Q How does it feel when you get up on stage now? Is it the same as when you first did it?

Jagger: Yes, of course it’s the same. It’s a similar feeling as when I first started to when I get up now. In a lot of ways it’s exactly the same and I think the excitement that drew you to it in the beginning is the same excitement as draws you to it now. The thing about it is you never really know what is going to happen, you never really know what the audience is going to be like, you never know how they are going to behave. You expect them to do certain things but they don’t always do that and you do always do the same things that you have done the night before. And that is what makes live playing so interesting as opposed to be in the studio which is something that is much more under your control. So they are two very different things, but I do think the thing that drew me to it when I started is the same thing that draws me to it now.

Q The DVD of Rock ‘n Roll Circus (a sixties TV project which featured the Stones and ‘friends’ like John Lennon, The Who, Eric Clapton) has just come out. How do you feel about watching that old stuff?

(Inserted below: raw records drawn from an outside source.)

//! Readiness polling for asynchronous server-side index builds.
//!
//! Many backends keep building their vector index after bulk load returns;
//! search is not valid until that build completes. Drivers express their
//! backend-specific status query as a probe returning a [`ReadyStatus`] and
//! hand it to [`poll_until_ready`], the one generic poll-with-backoff
//! primitive, instead of duplicating the loop per backend.

use std::future::Future;
use std::time::{Duration, Instant};

use serde::Serialize;

use crate::error::{BenchError, Result};
use crate::observe::{BenchEvent, BenchObserver};

/// Index-materialization state reported by a backend probe.
///
/// The machine only moves forward: `Loading → Replicating → IndexBuilding →
/// Compacting (optional) → Ready`. There is no failed state; probe errors
/// propagate as fatal instead of being retried indefinitely.
#[derive(Debug, Clone, Copy, PartialEq, Eq, Serialize)]
#[serde(rename_all = "snake_case")]
pub enum ReadyState {
    /// Records are still being ingested or flushed.
    Loading,
    /// Replicas are catching up with the loaded data.
    Replicating,
    /// The vector index is being built over loaded rows.
    IndexBuilding,
    /// The backend is compacting storage before serving queries.
    Compacting,
    /// The index is fully materialized; search results are valid.
    Ready,
}

/// One probe observation: a state plus an optional progress scalar.
#[derive(Debug, Clone, Copy, PartialEq, Eq)]
pub struct ReadyStatus {
    /// Current readiness state.
    pub state: ReadyState,
    /// Backend progress scalar (pending rows, lagging replicas, …), if the
    /// status query reports one.
    pub pending: Option<u64>,
}

impl ReadyStatus {
    /// The terminal ready status.
    pub fn ready() -> Self {
        Self { state: ReadyState::Ready, pending: None }
    }

    /// A not-yet-ready status with a progress scalar.
    pub fn busy(state: ReadyState, pending: u64) -> Self {
        Self { state, pending: Some(pending) }
    }

    /// Whether this status satisfies the readiness predicate.
    pub fn is_ready(&self) -> bool {
        self.state == ReadyState::Ready
    }
}

/// Poll loop parameters.
#[derive(Debug, Clone, Copy)]
pub struct PollOptions {
    /// Fixed backoff between polls.
    pub interval: Duration,
    /// Optional wall-clock deadline for the whole wait. `None` polls
    /// without bound, which is intentional: index build time is
    /// data-size-dependent.
    pub deadline: Option<Duration>,
}

impl Default for PollOptions {
    fn default() -> Self {
        Self { interval: Duration::from_secs(2), deadline: None }
    }
}

impl PollOptions {
    /// Options with the default 2 s interval and the given deadline.
    pub fn with_deadline(deadline: Option<Duration>) -> Self {
        Self { deadline, ..Self::default() }
    }

    /// Remaining options for a follow-up wait that shares this wait's
    /// deadline, after `elapsed` has already been spent.
    pub fn remaining_after(&self, elapsed: Duration) -> Self {
        Self {
            interval: self.interval,
            deadline: self.deadline.map(|deadline| deadline.saturating_sub(elapsed)),
        }
    }
}

/// Outcome of a completed readiness wait.
#[derive(Debug, Clone, Copy, PartialEq, Eq)]
pub struct ReadyReport {
    /// Number of probe calls issued, including the final ready one.
    pub polls: u32,
    /// Wall-clock time spent waiting.
    pub elapsed: Duration,
}

/// Poll `probe` until it reports ready, sleeping a fixed interval between
/// polls.
///
/// Every non-ready observation is emitted to `observer` as
/// [`BenchEvent::ReadinessPoll`]. Probe errors are fatal and propagate
/// unchanged.
///
/// # Errors
///
/// Returns [`BenchError::Timeout`] once the deadline in `options` expires;
/// no probe call is issued past the deadline.
pub async fn poll_until_ready<F, Fut>(
    mut probe: F,
    options: PollOptions,
    observer: &dyn BenchObserver,
) -> Result<ReadyReport>
where
    F: FnMut() -> Fut,
    Fut: Future<Output = Result<ReadyStatus>>,
{
    let started = Instant::now();
    let mut polls: u32 = 0;

    loop {
        if let Some(deadline) = options.deadline {
            if started.elapsed() >= deadline {
                return Err(BenchError::Timeout { elapsed: started.elapsed() });
            }
        }

        let status = probe().await?;
        polls += 1;

        if status.is_ready() {
            return Ok(ReadyReport { polls, elapsed: started.elapsed() });
        }

        observer.on_event(BenchEvent::ReadinessPoll {
            state: status.state,
            pending: status.pending,
        });

        // Never sleep past the deadline; the loop head converts the expiry
        // into a Timeout before the next probe.
        let nap = match options.deadline {
            Some(deadline) => options.interval.min(deadline.saturating_sub(started.elapsed())),
            None => options.interval,
        };
        tokio::time::sleep(nap).await;
    }
}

Jagger: I watched that recently and it was a very amazing day, that wasn’t just a run of the mill day with all these people. What was great about it was having all these different people that you knew, some of them you knew really well like John Lennon and The Who and all these people, all together in the same room for one day and having to get on with it doing this mad show. It was a really fantastic day and you look back on it and think ‘how did I get through that one day doing all these things?’ I mean, it was just incredible and it is a really amazing piece and some really wonderful people on it, a whole list. And a lot of people who got cut out who were fantastic as well but I think the DVD has a lot of stuff that wasn’t on the original tape, its fun to watch.

Q Dave are you producing with anybody else right now?

Stewart: I’ve just been working with Gwen Stefani on a solo album, I’m always working with new, up and coming young artists, so I’m working with about seven of them and you know various other things. I’m making an album with the first duo I’ve formed with a girl since The Eurythmics and we are
about three quarters of our way through our album and it’s probably the most exciting thing I’ve done in twenty years.

Q Mick, you’ve acted as well as worked on your music. What do you think of the crossover?

Jagger: I enjoyed acting, you know, if you get offered a good part. It doesn’t happen very often that I get offered good parts, there are so many actors that they never get very good parts, so it’s very competitive.
There’s lots of good people out there that can sing, dance and act and there shouldn’t be any great division between this, I mean there never really was and it’s only in the last few years. I mean, people who specialise in one field get really annoyed that other people move into it. But a lot of people in this field can do all of those things to varying degrees of success and I don’t see why not. And I admire people that can do more than one thing.